Personal information
- Full name: Francis Valentine Sparrow
- Date of birth: 1 July 1927
- Date of death: 31 December 2000 (aged 73)
- Position(s): Centreman/Half back

Playing career^{1}
- Years: Club / Games (Goals)
- 1943–1952: East Perth / 126 (26)
- 1953–1955: Swan Districts / 051 (15)
- 1956: West Perth / 006 0(3)
- Total:  / 183 (44)
- ^{1} Playing statistics correct to the end of 1956.

Career highlights
- 2× F.D. Book Medal: (1948, 1952); Swan Medal: (1953); All-Australian team: (1953); West Australian Football Hall of Fame, inducted 2004;

= Frank Sparrow =

Australian rules footballer and coach

Francis Valentine Sparrow (1 July 1927 – 31 December 2000) was an Australian rules footballer who played for the East Perth Football Club, Swan Districts Football Club and the West Perth Football Club in the West Australian National Football League (WANFL).

A champion midfielder and leader during his playing days, Sparrow became known to later generations for his role in football media. He was also a talented cricketer.

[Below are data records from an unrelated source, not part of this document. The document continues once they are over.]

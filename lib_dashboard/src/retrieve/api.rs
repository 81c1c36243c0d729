//! # Dashboard API Seam
//!
//! The engine talks to the collaborator REST API only through
//! [`DashboardApi`]. The HTTP client in `ky_http` is the production
//! implementation; tests plug in an in-memory one.

use std::future::Future;
use std::sync::Arc;

use serde_json::Value;

use crate::dashboard::query::ParameterSet;
use crate::error::DashboardResult;

/// Transport capability for the dashboard REST API.
///
/// Paths are relative to the API base (`api/stats`, `api/alerts/7/ack`).
/// Any non-2xx status must surface as an error.
pub trait DashboardApi: Send + Sync + 'static {
    /// `GET path?params`, returning the decoded JSON body.
    fn get_json(&self, path: &str, params: &ParameterSet) -> impl Future<Output = DashboardResult<Value>> + Send;

    /// `POST path?params` with an optional JSON body. The response body is ignored.
    fn post(&self, path: &str, params: &ParameterSet, body: Option<Value>)
        -> impl Future<Output = DashboardResult<()>> + Send;
}

impl<A: DashboardApi> DashboardApi for Arc<A> {
    fn get_json(&self, path: &str, params: &ParameterSet) -> impl Future<Output = DashboardResult<Value>> + Send {
        (**self).get_json(path, params)
    }

    fn post(
        &self,
        path: &str,
        params: &ParameterSet,
        body: Option<Value>,
    ) -> impl Future<Output = DashboardResult<()>> + Send {
        (**self).post(path, params, body)
    }
}
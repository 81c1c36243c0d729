//! # Renderer Capability
//!
//! The engine never reaches into presentation primitives. It hands finished
//! view-models to a [`Renderer`], which is free to draw them on a canvas, a
//! terminal, or nowhere at all.

use std::sync::{Arc, Mutex};

use crate::dashboard::views::{ViewModel, WidgetId};

/// An opaque sink that draws one widget at a time.
pub trait Renderer: Send {
    /// Draws `view` into `widget`, replacing whatever was there.
    fn draw(&mut self, widget: WidgetId, view: &ViewModel);
}

impl<R: Renderer + ?Sized> Renderer for Box<R> {
    fn draw(&mut self, widget: WidgetId, view: &ViewModel) {
        (**self).draw(widget, view)
    }
}

/// Lets a renderer be inspected while the controller owning it runs in
/// another task.
impl<R: Renderer> Renderer for Arc<Mutex<R>> {
    fn draw(&mut self, widget: WidgetId, view: &ViewModel) {
        match self.lock() {
            Ok(mut inner) => inner.draw(widget, view),
            Err(_) => log::error!("Renderer lock poisoned; dropping draw for {:?}", widget),
        }
    }
}

/// Keeps every draw call in order. Used by tests and headless tooling.
#[derive(Debug, Default, Clone)]
pub struct RecordingRenderer {
    pub draws: Vec<(WidgetId, ViewModel)>,
}

impl RecordingRenderer {
    /// Widgets drawn so far, in call order.
    pub fn widgets(&self) -> Vec<WidgetId> {
        self.draws.iter().map(|(w, _)| *w).collect()
    }

    /// Most recent view drawn into `widget`.
    pub fn last(&self, widget: WidgetId) -> Option<&ViewModel> {
        self.draws.iter().rev().find(|(w, _)| *w == widget).map(|(_, v)| v)
    }

    /// Number of draws into `widget`.
    pub fn count(&self, widget: WidgetId) -> usize {
        self.draws.iter().filter(|(w, _)| *w == widget).count()
    }

    pub fn clear(&mut self) {
        self.draws.clear();
    }
}

impl Renderer for RecordingRenderer {
    fn draw(&mut self, widget: WidgetId, view: &ViewModel) {
        self.draws.push((widget, view.clone()));
    }
}
//! # Socket.IO Frame Codec
//!
//! Just enough of Engine.IO v4 / Socket.IO v5 text framing to follow the
//! dashboard's push channel: the open handshake, heartbeats, namespace
//! connect/disconnect and event packets. Binary attachments and
//! acknowledgements are not used by the server and are not decoded.
//!
//! Everything here is pure so it can be tested without a socket.

use std::time::Duration;

use serde::Deserialize;
use serde_json::Value;
use url::Url;

use crate::error::{DashboardError, DashboardResult};

/// Event name carrying live deltas.
pub const NEW_EVENTS: &str = "new_events";
/// Sent after the Engine.IO open packet to join the default namespace.
pub const CONNECT_REQUEST: &str = "40";
/// Heartbeat answer.
pub const PONG: &str = "3";

/// Contents of the Engine.IO open packet.
#[derive(Debug, Clone, Default, PartialEq, Deserialize)]
#[serde(default, rename_all = "camelCase")]
pub struct OpenInfo {
    pub sid: String,
    pub ping_interval: u64,
    pub ping_timeout: u64,
}

impl OpenInfo {
    /// How long the connection may stay silent before it counts as dead:
    /// `pingInterval + pingTimeout`. `None` when the server sent neither.
    pub fn heartbeat_deadline(&self) -> Option<Duration> {
        match self.ping_interval.saturating_add(self.ping_timeout) {
            0 => None,
            ms => Some(Duration::from_millis(ms)),
        }
    }
}

/// One decoded text frame.
#[derive(Debug, Clone, PartialEq)]
pub enum Frame {
    /// `0{...}`
    Open(OpenInfo),
    /// `1`
    Close,
    /// `2`
    Ping,
    /// `3`
    Pong,
    /// `40...`, the namespace accepted us.
    Connected,
    /// `41`
    Disconnected,
    /// `44{...}`, usually a rejected token.
    ConnectError(String),
    /// `42["name", payload]`
    Event { name: String, payload: Value },
    /// Anything this client does not act on.
    Unsupported(String),
}

impl Frame {
    /// Decodes a text frame. Never fails; unknown input becomes `Unsupported`.
    pub fn parse(text: &str) -> Frame {
        let mut chars = text.chars();
        match chars.next() {
            Some('0') => Frame::Open(serde_json::from_str(chars.as_str()).unwrap_or_default()),
            Some('1') => Frame::Close,
            Some('2') => Frame::Ping,
            Some('3') => Frame::Pong,
            Some('4') => parse_packet(chars.as_str()).unwrap_or_else(|| Frame::Unsupported(text.to_string())),
            _ => Frame::Unsupported(text.to_string()),
        }
    }

    /// The frame the client must answer with, if any.
    pub fn reply(&self) -> Option<&'static str> {
        match self {
            Frame::Open(_) => Some(CONNECT_REQUEST),
            Frame::Ping => Some(PONG),
            _ => None,
        }
    }
}

/// Socket.IO packet inside an Engine.IO message frame.
fn parse_packet(packet: &str) -> Option<Frame> {
    let mut chars = packet.chars();
    let kind = chars.next()?;
    let rest = strip_namespace(chars.as_str());
    match kind {
        '0' => Some(Frame::Connected),
        '1' => Some(Frame::Disconnected),
        '2' => {
            // Ack ids precede the payload array.
            let body = rest.trim_start_matches(|c: char| c.is_ascii_digit());
            let Value::Array(mut items) = serde_json::from_str::<Value>(body).ok()? else {
                return None;
            };
            if items.is_empty() {
                return None;
            }
            let name = items.remove(0).as_str()?.to_string();
            let payload = if items.is_empty() { Value::Null } else { items.remove(0) };
            Some(Frame::Event { name, payload })
        }
        '4' => {
            let message = serde_json::from_str::<Value>(rest)
                .ok()
                .and_then(|v| v.get("message").and_then(Value::as_str).map(str::to_string))
                .unwrap_or_else(|| rest.to_string());
            Some(Frame::ConnectError(message))
        }
        _ => None,
    }
}

/// Drops a `/namespace,` prefix. The dashboard only uses the default one.
fn strip_namespace(rest: &str) -> &str {
    if rest.starts_with('/') {
        match rest.find(',') {
            Some(idx) => &rest[idx + 1..],
            None => "",
        }
    } else {
        rest
    }
}

/// Builds the websocket handshake URL from an HTTP(S) or WS(S) base.
///
/// The token rides along as a query parameter, which is what the server's
/// connect handler checks.
pub fn handshake_url(base: &str, token: &str) -> DashboardResult<Url> {
    let mut url = Url::parse(base)?;
    let scheme = match url.scheme() {
        "http" | "ws" => "ws",
        "https" | "wss" => "wss",
        other => {
            return Err(DashboardError::InvalidSettings(format!(
                "unsupported scheme for the live channel: {}",
                other
            )))
        }
    };
    url.set_scheme(scheme)
        .map_err(|_| DashboardError::InvalidSettings(format!("cannot use {} for {}", scheme, base)))?;

    let mut path = url.path().trim_end_matches('/').to_string();
    path.push_str("/socket.io/");
    url.set_path(&path);
    url.set_query(None);
    url.query_pairs_mut()
        .append_pair("EIO", "4")
        .append_pair("transport", "websocket")
        .append_pair("token", token);
    Ok(url)
}
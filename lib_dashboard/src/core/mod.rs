//! # Core Engine Module
//!
//! Orchestration of the dashboard: who owns the state, what runs when, and
//! how mutating alert actions feed back into a resync.
//!
//! ## Core Components:
//!
//! - **`controller`**: the single task that owns `DashboardState` and applies
//!   commands from a queue in arrival order.
//! - **`alert_actions`**: acknowledge and annotate alerts, then request one resync.
//! - **`scheduler`**: periodic resync, clock ticks and the live channel, each
//!   independently cancellable.

#![forbid(unsafe_code)]
#![warn(missing_docs, rust_2018_idioms, unused_qualifications)]

/// Command-queue controller owning the dashboard state.
pub mod controller;
/// Acknowledge/annotate alerts followed by a resync.
pub mod alert_actions;
/// Interval-driven activities under a cancellation token.
pub mod scheduler;

pub use alert_actions::AlertActionCoordinator;
pub use controller::{Command, ControllerHandle, DashboardController};
pub use scheduler::{ScheduledTasks, Scheduler};
//! # Scheduler
//!
//! Drives the dashboard's three independent activities: the periodic resync,
//! the clock and the live channel. Each runs in its own task and none waits
//! on another. All of them stop when the shared `CancellationToken` fires.

use std::future::Future;
use std::time::Duration;

use tokio::task::JoinHandle;
use tokio::time::{self, MissedTickBehavior};
use tokio_util::sync::CancellationToken;

use crate::core::controller::ControllerHandle;

/// Default period between full polls.
pub const DEFAULT_REFRESH: Duration = Duration::from_secs(8);
/// Default clock redraw period.
pub const DEFAULT_CLOCK: Duration = Duration::from_secs(1);

#[derive(Debug, Clone)]
pub struct Scheduler {
    refresh_every: Duration,
    clock_every: Duration,
}

impl Default for Scheduler {
    fn default() -> Self {
        Self::new(DEFAULT_REFRESH, DEFAULT_CLOCK)
    }
}

impl Scheduler {
    pub fn new(refresh_every: Duration, clock_every: Duration) -> Self {
        Self {
            refresh_every,
            clock_every,
        }
    }

    /// Spawns the poll and clock loops, plus `live` when given.
    ///
    /// The first poll and the first clock tick fire immediately.
    pub fn start<F>(&self, controller: ControllerHandle, cancel: CancellationToken, live: Option<F>) -> ScheduledTasks
    where
        F: Future<Output = ()> + Send + 'static,
    {
        let mut tasks = Vec::with_capacity(3);

        tasks.push(tokio::spawn(every(
            self.refresh_every,
            cancel.clone(),
            controller.clone(),
            "resync",
            ControllerHandle::resync,
        )));
        tasks.push(tokio::spawn(every(
            self.clock_every,
            cancel.clone(),
            controller,
            "clock",
            ControllerHandle::clock_tick,
        )));

        if let Some(live) = live {
            let token = cancel.clone();
            tasks.push(tokio::spawn(async move {
                tokio::select! {
                    _ = token.cancelled() => {}
                    _ = live => log::warn!("Live channel task ended on its own."),
                }
            }));
        }

        ScheduledTasks { cancel, tasks }
    }

    /// Poll and clock loops only.
    pub fn start_timers(&self, controller: ControllerHandle, cancel: CancellationToken) -> ScheduledTasks {
        self.start(controller, cancel, None::<std::future::Ready<()>>)
    }
}

/// Fires `tick` on `controller` every `period` until cancelled or the
/// controller goes away.
async fn every(
    period: Duration,
    cancel: CancellationToken,
    controller: ControllerHandle,
    name: &'static str,
    tick: fn(&ControllerHandle) -> bool,
) {
    let mut interval = time::interval(period);
    interval.set_missed_tick_behavior(MissedTickBehavior::Delay);
    log::debug!("{} loop running every {:?}", name, period);

    loop {
        tokio::select! {
            _ = cancel.cancelled() => {
                log::debug!("{} loop cancelled", name);
                return;
            }
            _ = interval.tick() => {
                if !tick(&controller) {
                    log::debug!("{} loop stopping: controller closed", name);
                    return;
                }
            }
        }
    }
}

/// Running scheduler tasks.
pub struct ScheduledTasks {
    cancel: CancellationToken,
    tasks: Vec<JoinHandle<()>>,
}

impl ScheduledTasks {
    pub fn len(&self) -> usize {
        self.tasks.len()
    }

    pub fn is_empty(&self) -> bool {
        self.tasks.is_empty()
    }

    /// Cancels every activity and waits for the tasks to finish.
    pub async fn shutdown(self) {
        self.cancel.cancel();
        for task in self.tasks {
            if let Err(e) = task.await {
                log::error!("Scheduler task ended abnormally: {}", e);
            }
        }
    }
}
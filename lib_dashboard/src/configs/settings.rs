//! Resolved runtime settings for the dashboard engine.
//!
//! Binaries assemble a [`DashboardSettings`] from whatever sources they like
//! (defaults, config file, environment, CLI) and hand it to the library. The
//! library only checks that the values make sense.

use std::time::Duration;

use serde::{Deserialize, Serialize};

use crate::dashboard::filters::FilterControls;
use crate::error::{DashboardError, DashboardResult};
use crate::ingestors::snapshot_poll::DEFAULT_EVENTS_LIMIT;

/// Environment variable holding the API token.
pub const TOKEN_ENV: &str = "SIEM_API_TOKEN";

#[derive(Debug, Clone, PartialEq, Serialize, Deserialize)]
#[serde(default, rename_all = "camelCase")]
pub struct DashboardSettings {
    /// REST API base, e.g. `http://127.0.0.1:5000`.
    pub base_url: String,
    /// Push channel base when it differs from `base_url`.
    pub socket_url: Option<String>,
    #[serde(skip_serializing)]
    pub api_token: String,
    pub refresh_interval_ms: u64,
    pub clock_interval_ms: u64,
    pub events_limit: u32,
    pub request_timeout_ms: u64,
    pub http_retries: u32,
    pub reconnect_delay_ms: u64,
    /// Filters in effect before the operator changes anything.
    pub initial_filters: FilterControls,
}

impl Default for DashboardSettings {
    fn default() -> Self {
        Self {
            base_url: "http://127.0.0.1:5000".to_string(),
            socket_url: None,
            api_token: String::new(),
            refresh_interval_ms: 8_000,
            clock_interval_ms: 1_000,
            events_limit: DEFAULT_EVENTS_LIMIT,
            request_timeout_ms: 10_000,
            http_retries: 0,
            reconnect_delay_ms: 5_000,
            initial_filters: FilterControls::default(),
        }
    }
}

impl DashboardSettings {
    /// Rejects settings the engine cannot run with.
    pub fn validate(&self) -> DashboardResult<()> {
        if self.base_url.trim().is_empty() {
            return Err(DashboardError::InvalidSettings("base URL is empty".into()));
        }
        url::Url::parse(&self.base_url)?;
        if let Some(socket) = &self.socket_url {
            url::Url::parse(socket)?;
        }

        let zero = [
            ("refresh interval", self.refresh_interval_ms),
            ("clock interval", self.clock_interval_ms),
            ("request timeout", self.request_timeout_ms),
            ("reconnect delay", self.reconnect_delay_ms),
        ]
        .into_iter()
        .find(|(_, v)| *v == 0);
        if let Some((name, _)) = zero {
            return Err(DashboardError::InvalidSettings(format!("{} must be greater than zero", name)));
        }
        if self.events_limit == 0 {
            return Err(DashboardError::InvalidSettings("events limit must be greater than zero".into()));
        }

        if self.api_token.is_empty() {
            log::warn!("No API token configured ({}); the server will likely reject requests.", TOKEN_ENV);
        }
        Ok(())
    }

    /// Base used for the push channel handshake.
    pub fn socket_base(&self) -> &str {
        self.socket_url.as_deref().unwrap_or(&self.base_url)
    }

    pub fn refresh_interval(&self) -> Duration {
        Duration::from_millis(self.refresh_interval_ms)
    }

    pub fn clock_interval(&self) -> Duration {
        Duration::from_millis(self.clock_interval_ms)
    }

    pub fn request_timeout(&self) -> Duration {
        Duration::from_millis(self.request_timeout_ms)
    }

    pub fn reconnect_delay(&self) -> Duration {
        Duration::from_millis(self.reconnect_delay_ms)
    }
}

#[cfg(test)]
mod tests {
    use super::*;

    #[test]
    fn test_defaults_are_valid() {
        let settings = DashboardSettings::default();
        assert!(settings.validate().is_ok());
        assert_eq!(settings.refresh_interval(), Duration::from_secs(8));
        assert_eq!(settings.events_limit, 80);
        assert_eq!(settings.socket_base(), "http://127.0.0.1:5000");
    }

    #[test]
    fn test_zero_interval_rejected() {
        let settings = DashboardSettings { clock_interval_ms: 0, ..Default::default() };
        let err = settings.validate().unwrap_err();
        assert!(err.to_string().contains("clock interval"));
    }

    #[test]
    fn test_empty_or_bad_base_rejected() {
        let empty = DashboardSettings { base_url: "  ".into(), ..Default::default() };
        assert!(empty.validate().is_err());
        let relative = DashboardSettings { base_url: "siem.local".into(), ..Default::default() };
        assert!(matches!(relative.validate(), Err(DashboardError::InvalidUrl(_))));
    }

    #[test]
    fn test_partial_json_keeps_defaults() {
        let settings: DashboardSettings =
            serde_json::from_str(r#"{"baseUrl": "https://siem.example", "socketUrl": "wss://push.example"}"#).unwrap();
        assert_eq!(settings.base_url, "https://siem.example");
        assert_eq!(settings.socket_base(), "wss://push.example");
        assert_eq!(settings.clock_interval_ms, 1_000);
        assert_eq!(settings.initial_filters, FilterControls::default());
    }

    #[test]
    fn test_token_never_serialized() {
        let settings = DashboardSettings { api_token: "secret".into(), ..Default::default() };
        assert!(!serde_json::to_string(&settings).unwrap().contains("secret"));
    }
}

The son of fellow West Australian Football Hall of Famer Val Sparrow, he spent most of his career either as a centreman or across half back. He started his career at his father's club, East Perth in 1943 during the underage period (due to the war, and won the F. D. Book Medal for their fairest and best in 1948 and 1952. He captained East Perth in 1951 and the following season finished second in the Sandover Medal count.

Swan Districts acquired his services in 1953, as captain-coach, and he won their fairest and best in his first season. He remained in the role for a further two years before crossing to West Perth for one final season, also as captain-coach. In 1957 he retired as a player but remained West Perth's coach, leading them to the final, before joining the media and becoming one of Western Australia's best known football commentator on both television and radio.

A regular interstate representative, Sparrow played 17 games for Western Australia, most notably in 1951 when he was appointed captain and at the 1953 Adelaide Carnival where he achieved All-Australian selection.